'''
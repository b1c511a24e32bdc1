//! Configuration loading and discovery.
//!
//! Settings are merged from, lowest precedence first:
//!
//! 1. built-in defaults
//! 2. the user config, `config.<ext>` in the platform config directory
//!    (`~/.config/codraft/` on Linux)
//! 3. the nearest project config: `.codraft.<ext>` then `codraft.<ext>`,
//!    searched from the starting directory upwards, stopping at a `.git`
//!    directory
//! 4. files passed with [`ConfigLoader::with_file`], in order
//! 5. `CODRAFT_*` environment variables (`CODRAFT_DATA_DIR`, `CODRAFT_USER`,
//!    `CODRAFT_DEFAULT_LIMIT__UNIT`, ...)
//!
//! `<ext>` is one of `toml`, `yaml`, `yml`, `json`. Several files in the same
//! directory are all merged, in that extension order.
//!
//! ```no_run
//! use camino::Utf8PathBuf;
//! use codraft_core::config::ConfigLoader;
//!
//! let cwd = Utf8PathBuf::try_from(std::env::current_dir().unwrap()).unwrap();
//! let (config, sources) = ConfigLoader::new()
//!     .with_project_search(&cwd)
//!     .load()
//!     .unwrap();
//! println!("drafts live in {:?}", config.data_dir);
//! ```

use camino::{Utf8Path, Utf8PathBuf};
use figment::Figment;
use figment::providers::{Env, Format, Json, Serialized, Toml, Yaml};
use serde::{Deserialize, Serialize};

use crate::error::{ConfigError, ConfigResult, DraftResult};
use crate::lifecycle::DEFAULT_MAX_APPEND_ATTEMPTS;
use crate::model::{Limit, LimitUnit};

/// Default ceiling on text read from files or stdin: 5 MiB.
pub const DEFAULT_MAX_INPUT_BYTES: usize = 5 * 1024 * 1024;

/// Settings for the codraft CLI and MCP server.
#[derive(Debug, Clone, Default, Deserialize, Serialize, PartialEq, Eq)]
#[serde(default)]
pub struct Config {
    /// Log level for the application.
    pub log_level: LogLevel,
    /// Directory for JSONL log files.
    pub log_dir: Option<Utf8PathBuf>,
    /// Where drafts are stored. Defaults to the platform data directory.
    pub data_dir: Option<Utf8PathBuf>,
    /// Acting user when `--as` is not given.
    pub user: Option<String>,
    /// Maximum size of a text input in bytes (default 5 MiB).
    pub max_input_bytes: Option<usize>,
    /// Skip the input size check entirely; `max_input_bytes` is then ignored.
    pub disable_input_limit: bool,
    /// Validate-and-append attempts before a busy draft is reported as
    /// contended (default 8).
    pub max_append_attempts: Option<u32>,
    /// Limit used by `codraft new` when `--unit`/`--quantity` are omitted.
    pub default_limit: Option<DefaultLimit>,
}

impl Config {
    /// Effective input size ceiling, or `None` when the check is disabled.
    pub fn input_limit(&self) -> Option<usize> {
        if self.disable_input_limit {
            None
        } else {
            Some(self.max_input_bytes.unwrap_or(DEFAULT_MAX_INPUT_BYTES))
        }
    }

    /// Effective retry budget for contributions.
    pub fn append_attempts(&self) -> u32 {
        self.max_append_attempts
            .unwrap_or(DEFAULT_MAX_APPEND_ATTEMPTS)
            .max(1)
    }

    /// Configured data directory, falling back to the platform default.
    pub fn resolved_data_dir(&self) -> Option<Utf8PathBuf> {
        self.data_dir.clone().or_else(user_data_dir)
    }
}

/// A per-contribution limit as written in a config file.
#[derive(Debug, Clone, Copy, Deserialize, Serialize, PartialEq, Eq)]
pub struct DefaultLimit {
    /// Measurement unit.
    pub unit: LimitUnit,
    /// Units per contribution.
    pub quantity: i64,
}

impl DefaultLimit {
    /// Check the quantity and build a [`Limit`].
    pub fn to_limit(self) -> DraftResult<Limit> {
        Limit::new(self.unit, self.quantity)
    }
}

/// Log level configuration.
#[derive(Debug, Clone, Default, Deserialize, Serialize, PartialEq, Eq)]
#[serde(rename_all = "lowercase")]
pub enum LogLevel {
    /// Everything, including per-request detail.
    Debug,
    /// Operations and their outcomes (default).
    #[default]
    Info,
    /// Only things that look wrong.
    Warn,
    /// Only failures.
    Error,
}

impl LogLevel {
    /// Returns the log level as a lowercase string slice.
    pub const fn as_str(&self) -> &'static str {
        match self {
            Self::Debug => "debug",
            Self::Info => "info",
            Self::Warn => "warn",
            Self::Error => "error",
        }
    }
}

/// Which files contributed to a loaded [`Config`].
#[derive(Debug, Clone, Default, Serialize)]
pub struct ConfigSources {
    /// Project files, lowest precedence first.
    #[serde(skip_serializing_if = "Vec::is_empty")]
    pub project_files: Vec<Utf8PathBuf>,
    /// The user config file, if one was found.
    #[serde(skip_serializing_if = "Option::is_none")]
    pub user_file: Option<Utf8PathBuf>,
    /// Files given explicitly, e.g. with `--config`.
    #[serde(skip_serializing_if = "Vec::is_empty")]
    pub explicit_files: Vec<Utf8PathBuf>,
}

impl ConfigSources {
    /// The highest-precedence file that was loaded.
    pub fn primary_file(&self) -> Option<&Utf8Path> {
        self.explicit_files
            .last()
            .or_else(|| self.project_files.last())
            .map(Utf8PathBuf::as_path)
            .or(self.user_file.as_deref())
    }
}

const CONFIG_EXTENSIONS: &[&str] = &["toml", "yaml", "yml", "json"];

const APP_NAME: &str = "codraft";

const ENV_PREFIX: &str = "CODRAFT_";

/// Builder that discovers and merges configuration sources.
#[derive(Debug, Default)]
pub struct ConfigLoader {
    project_search_root: Option<Utf8PathBuf>,
    include_user_config: bool,
    boundary_marker: Option<String>,
    explicit_files: Vec<Utf8PathBuf>,
}

impl ConfigLoader {
    /// A loader that reads the user config and stops project search at `.git`.
    pub fn new() -> Self {
        Self {
            project_search_root: None,
            include_user_config: true,
            boundary_marker: Some(".git".to_string()),
            explicit_files: Vec::new(),
        }
    }

    /// Search for project config starting at `path` and walking up.
    pub fn with_project_search<P: AsRef<Utf8Path>>(mut self, path: P) -> Self {
        self.project_search_root = Some(path.as_ref().to_path_buf());
        self
    }

    /// Whether to read the user config file.
    pub const fn with_user_config(mut self, include: bool) -> Self {
        self.include_user_config = include;
        self
    }

    /// Search all the way to the filesystem root.
    pub fn without_boundary_marker(mut self) -> Self {
        self.boundary_marker = None;
        self
    }

    /// Load `path` after everything discovered. Later files win.
    pub fn with_file<P: AsRef<Utf8Path>>(mut self, path: P) -> Self {
        self.explicit_files.push(path.as_ref().to_path_buf());
        self
    }

    /// Merge every source and deserialize the result.
    #[tracing::instrument(skip(self), fields(search_root = ?self.project_search_root))]
    pub fn load(self) -> ConfigResult<(Config, ConfigSources)> {
        let mut figment = Figment::new().merge(Serialized::defaults(Config::default()));
        let mut sources = ConfigSources::default();

        if self.include_user_config
            && let Some(user_file) = self.find_user_config()
        {
            figment = merge_file(figment, &user_file);
            sources.user_file = Some(user_file);
        }

        if let Some(root) = &self.project_search_root {
            sources.project_files = self.find_project_configs(root);
            for file in &sources.project_files {
                figment = merge_file(figment, file);
            }
        }

        for file in &self.explicit_files {
            figment = merge_file(figment, file);
        }
        sources.explicit_files = self.explicit_files;

        figment = figment.merge(Env::prefixed(ENV_PREFIX).lowercase(true).split("__"));

        let config: Config = figment
            .extract()
            .map_err(|e| ConfigError::Deserialize(Box::new(e)))?;
        tracing::debug!(
            log_level = config.log_level.as_str(),
            data_dir = ?config.data_dir,
            primary = ?sources.primary_file(),
            "configuration loaded"
        );
        Ok((config, sources))
    }

    /// Config files in the nearest directory (from `start` upwards) that has
    /// any, dotfiles before plain names.
    fn find_project_configs(&self, start: &Utf8Path) -> Vec<Utf8PathBuf> {
        let mut current = Some(start);

        while let Some(dir) = current {
            let found: Vec<Utf8PathBuf> = [format!(".{APP_NAME}"), APP_NAME.to_string()]
                .iter()
                .flat_map(|stem| {
                    CONFIG_EXTENSIONS
                        .iter()
                        .map(move |ext| dir.join(format!("{stem}.{ext}")))
                })
                .filter(|path| path.is_file())
                .collect();

            if !found.is_empty() {
                return found;
            }

            // A config beside the marker still counts.
            if let Some(marker) = &self.boundary_marker
                && dir != start
                && dir.join(marker).exists()
            {
                break;
            }

            current = dir.parent();
        }

        Vec::new()
    }

    fn find_user_config(&self) -> Option<Utf8PathBuf> {
        let dir = user_config_dir()?;
        CONFIG_EXTENSIONS
            .iter()
            .map(|ext| dir.join(format!("config.{ext}")))
            .find(|path| path.is_file())
    }
}

fn merge_file(figment: Figment, path: &Utf8Path) -> Figment {
    match path.extension() {
        Some("yaml" | "yml") => figment.merge(Yaml::file_exact(path.as_str())),
        Some("json") => figment.merge(Json::file_exact(path.as_str())),
        _ => figment.merge(Toml::file_exact(path.as_str())),
    }
}

fn project_dirs() -> Option<directories::ProjectDirs> {
    directories::ProjectDirs::from("", "", APP_NAME)
}

/// Platform config directory, e.g. `~/.config/codraft/`.
pub fn user_config_dir() -> Option<Utf8PathBuf> {
    Utf8PathBuf::from_path_buf(project_dirs()?.config_dir().to_path_buf()).ok()
}

/// Platform data directory, e.g. `~/.local/share/codraft/`. Drafts are stored
/// here unless `data_dir` says otherwise.
pub fn user_data_dir() -> Option<Utf8PathBuf> {
    Utf8PathBuf::from_path_buf(project_dirs()?.data_dir().to_path_buf()).ok()
}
'''
Activity
Return the lines exactly as they stand, please. Start at the top of the material and finish with the line where "#[serde(default)]" appears.

Your response
repository b1c511a24e32bdc1
//! Configuration loading and discovery.
//!
//! Settings are merged from, lowest precedence first:
//!
//! 1. built-in defaults
//! 2. the user config, `config.<ext>` in the platform config directory
//!    (`~/.config/codraft/` on Linux)
//! 3. the nearest project config: `.codraft.<ext>` then `codraft.<ext>`,
//!    searched from the starting directory upwards, stopping at a `.git`
//!    directory
//! 4. files passed with [`ConfigLoader::with_file`], in order
//! 5. `CODRAFT_*` environment variables (`CODRAFT_DATA_DIR`, `CODRAFT_USER`,
//!    `CODRAFT_DEFAULT_LIMIT__UNIT`, ...)
//!
//! `<ext>` is one of `toml`, `yaml`, `yml`, `json`. Several files in the same
//! directory are all merged, in that extension order.
//!
//! ```no_run
//! use camino::Utf8PathBuf;
//! use codraft_core::config::ConfigLoader;
//!
//! let cwd = Utf8PathBuf::try_from(std::env::current_dir().unwrap()).unwrap();
//! let (config, sources) = ConfigLoader::new()
//!     .with_project_search(&cwd)
//!     .load()
//!     .unwrap();
//! println!("drafts live in {:?}", config.data_dir);
//! ```

use camino::{Utf8Path, Utf8PathBuf};
use figment::Figment;
use figment::providers::{Env, Format, Json, Serialized, Toml, Yaml};
use serde::{Deserialize, Serialize};

use crate::error::{ConfigError, ConfigResult, DraftResult};
use crate::lifecycle::DEFAULT_MAX_APPEND_ATTEMPTS;
use crate::model::{Limit, LimitUnit};

/// Default ceiling on text read from files or stdin: 5 MiB.
pub const DEFAULT_MAX_INPUT_BYTES: usize = 5 * 1024 * 1024;

/// Settings for the codraft CLI and MCP server.
#[derive(Debug, Clone, Default, Deserialize, Serialize, PartialEq, Eq)]
#[serde(default)]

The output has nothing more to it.